These 10 Photos Were Taken With A Tiny $US35 Computer

Raspberry Pi, the single-board computer that’s the size of a credit card, is more widely known for its ability to teach computer science basics rather than for its photography.

But Adafruit, a company selling DIY electronics, saw the potential for Raspberry Pi owners to use the $US35 computer in conjunction with a camera to produce pictures.

In its first annual Raspberry Pi photography contest, which we first saw on Gizmodo, Adafruit asked for Raspberry Pi users’ best photos taken with a Pi. The contest had few rules: Anyone with a Pi could enter, and all photos had to be taken with Raspberry Pi and a Raspberry Pi camera or a webcam or a camera connected to the Raspberry Pi.

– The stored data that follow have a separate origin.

//! Order reconciliation for lists of maps merged by key.
//!
//! [`plan`] decides which elements survive and in what order; it does not
//! merge element contents. Each [`Slot`] of the plan says where the element's
//! data comes from, and the engine materialises it.
//!
//! Ordering rules:
//! 1. Deletions first. A key named in `$deleteFromPrimitiveList` or carried by
//!    a `$patch: delete` element is dropped everywhere.
//! 2. Previous elements whose key is neither in the patch nor in the
//!    `$setElementOrder` list are *live-only*. They are emitted first, in
//!    previous order.
//! 3. All remaining keys form the main block, sorted by a priority
//!    comparator: directive index, else patch index, else previous index,
//!    else previous keys before new ones.

use std::cmp::Ordering;
use std::collections::{HashMap, HashSet};

use khist_node::{FieldPath, HashKey, Node};
use tracing::trace;

use crate::directive::{element_patch_directive, is_list_marker, PatchDirective, Scope};
use crate::error::{display_path, MergeError, MergeResult};

/// Source of one output element.
#[derive(Clone, Debug, PartialEq)]
pub enum Slot<'a> {
    /// Present on both sides; merge the pair.
    Both { prev: &'a Node, patch: &'a Node },
    PrevOnly(&'a Node),
    PatchOnly(&'a Node),
    /// Named only by `$setElementOrder`; becomes `{merge_key: value}`.
    Stub(HashKey),
}

/// Merge-key value of a list element.
pub fn element_key(path: &FieldPath, merge_key: &str, element: &Node) -> MergeResult<HashKey> {
    let map = element.as_map().ok_or_else(|| MergeError::ElementTypeMismatch {
        path: display_path(path),
        reason: format!("expected map elements, found {}", element.describe()),
    })?;
    let value = map.get(merge_key).ok_or_else(|| MergeError::MissingMergeKey {
        path: display_path(path),
        key: merge_key.to_string(),
    })?;
    value
        .as_scalar()
        .and_then(|s| s.merge_key())
        .ok_or_else(|| MergeError::NotHashable {
            path: display_path(path),
            key: merge_key.to_string(),
            actual: value.describe(),
        })
}

/// Key named by a directive item: either the bare value or a map carrying
/// the merge key.
fn directive_key(path: &FieldPath, merge_key: &str, item: &Node) -> MergeResult<HashKey> {
    match item {
        Node::Scalar(scalar) => scalar.merge_key().ok_or_else(|| MergeError::NotHashable {
            path: display_path(path),
            key: merge_key.to_string(),
            actual: item.describe(),
        }),
        Node::Map(_) => element_key(path, merge_key, item),
        Node::Sequence(_) => Err(MergeError::NotHashable {
            path: display_path(path),
            key: merge_key.to_string(),
            actual: item.describe(),
        }),
    }
}

/// Compute the output plan for a list of maps merged on `merge_key`.
///
/// List markers in `patch` (`{$patch: replace}`, `{$patch: merge}`) are
/// skipped; acting on them is the caller's job.
pub fn plan<'a>(
    path: &FieldPath,
    merge_key: &str,
    prev: &'a [Node],
    patch: &'a [Node],
    scope: Scope<'a>,
) -> MergeResult<Vec<Slot<'a>>> {
    let mut deleted: HashSet<HashKey> = HashSet::new();
    for item in scope.delete_from_primitive_list.unwrap_or(&[]) {
        deleted.insert(directive_key(path, merge_key, item)?);
    }

    // Previous elements, first occurrence wins.
    let mut prev_keys: Vec<HashKey> = Vec::with_capacity(prev.len());
    let mut prev_data: HashMap<HashKey, &'a Node> = HashMap::with_capacity(prev.len());
    for element in prev {
        let key = element_key(path, merge_key, element)?;
        if prev_data.contains_key(&key) {
            trace!(path = %path, key = %key, "duplicate merge key in previous list");
            continue;
        }
        prev_data.insert(key.clone(), element);
        prev_keys.push(key);
    }

    // Patch elements: a repeated key keeps its first position, later data wins.
    let mut patch_keys: Vec<HashKey> = Vec::with_capacity(patch.len());
    let mut patch_data: HashMap<HashKey, &'a Node> = HashMap::with_capacity(patch.len());
    for element in patch.iter().filter(|e| !is_list_marker(e)) {
        let key = element_key(path, merge_key, element)?;
        if element_patch_directive(element) == Some(PatchDirective::Delete) {
            deleted.insert(key);
            continue;
        }
        if patch_data.insert(key.clone(), element).is_none() {
            patch_keys.push(key);
        }
    }

    let mut order_keys: Vec<HashKey> = Vec::new();
    for item in scope.set_element_order.unwrap_or(&[]) {
        let key = directive_key(path, merge_key, item)?;
        if !order_keys.contains(&key) {
            order_keys.push(key);
        }
    }

    prev_keys.retain(|k| !deleted.contains(k));
    patch_keys.retain(|k| !deleted.contains(k));
    order_keys.retain(|k| !deleted.contains(k));

    let order_index = index_of(&order_keys);
    let patch_index = index_of(&patch_keys);

    let (live, live_only): (Vec<HashKey>, Vec<HashKey>) = prev_keys
        .into_iter()
        .partition(|k| patch_index.contains_key(k) || order_index.contains_key(k));
    let live_index = index_of(&live);

    let mut main: Vec<HashKey> = live;
    for key in patch_keys.iter().chain(&order_keys) {
        if !live_index.contains_key(key) && !main.contains(key) {
            main.push(key.clone());
        }
    }

    let compare = |a: &HashKey, b: &HashKey| -> Ordering {
        if let (Some(x), Some(y)) = (order_index.get(a), order_index.get(b)) {
            return x.cmp(y);
        }
        if let (Some(x), Some(y)) = (patch_index.get(a), patch_index.get(b)) {
            return x.cmp(y);
        }
        match (live_index.get(a), live_index.get(b)) {
            (Some(x), Some(y)) => x.cmp(y),
            (Some(_), None) => Ordering::Less,
            (None, Some(_)) => Ordering::Greater,
            (None, None) => Ordering::Equal,
        }
    };
    stable_sort_by(&mut main, compare);
    rank_directive_keys(&mut main, &order_index);

    trace!(
        path = %path,
        live_only = live_only.len(),
        main = main.len(),
        deleted = deleted.len(),
        "reconciled merge-key list"
    );

    let slots = live_only
        .into_iter()
        .chain(main)
        .map(|key| match (prev_data.get(&key), patch_data.get(&key)) {
            (Some(&prev), Some(&patch)) => Slot::Both { prev, patch },
            (Some(&prev), None) => Slot::PrevOnly(prev),
            (None, Some(&patch)) => Slot::PatchOnly(patch),
            (None, None) => Slot::Stub(key),
        })
        .collect();
    Ok(slots)
}

/// Rewrite the positions held by directive-named keys so those keys follow
/// directive order. The insertion sort only compares neighbours, so two
/// directive keys separated by an unranked key may otherwise stay inverted.
fn rank_directive_keys(main: &mut [HashKey], order_index: &HashMap<HashKey, usize>) {
    let positions: Vec<usize> = main
        .iter()
        .enumerate()
        .filter(|(_, k)| order_index.contains_key(*k))
        .map(|(i, _)| i)
        .collect();
    let mut ranked: Vec<HashKey> = positions.iter().map(|&i| main[i].clone()).collect();
    ranked.sort_by_key(|k| order_index.get(k).copied().unwrap_or(usize::MAX));
    for (slot, key) in positions.into_iter().zip(ranked) {
        main[slot] = key;
    }
}

fn index_of(keys: &[HashKey]) -> HashMap<HashKey, usize> {
    keys.iter()
        .enumerate()
        .map(|(i, k)| (k.clone(), i))
        .collect()
}

/// Insertion sort. The comparator need not be a total order; the sort still
/// terminates, keeps equal elements in place, and never panics.
fn stable_sort_by<T>(items: &mut [T], mut compare: impl FnMut(&T, &T) -> Ordering) {
    for i in 1..items.len() {
        let mut j = i;
        while j > 0 && compare(&items[j - 1], &items[j]) == Ordering::Greater {
            items.swap(j - 1, j);
            j -= 1;
        }
    }
}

The photos couldn’t be altered using Photoshop or other editing software.

One grand prize winner and 14 runners-up were announced on July 30. We picked the best 10 winning photos to show what can be done with a pocket-sized computer.

It might not look like much, but Charlie Galliher's entry is a picture of his last 8th grade Raspberry Pi class. 'It's a Raspberry Pi tied to helium balloons tethered to the ground,' he explains. His students built the operating system, made and ran the camera code, and downloaded the images -- all in real time.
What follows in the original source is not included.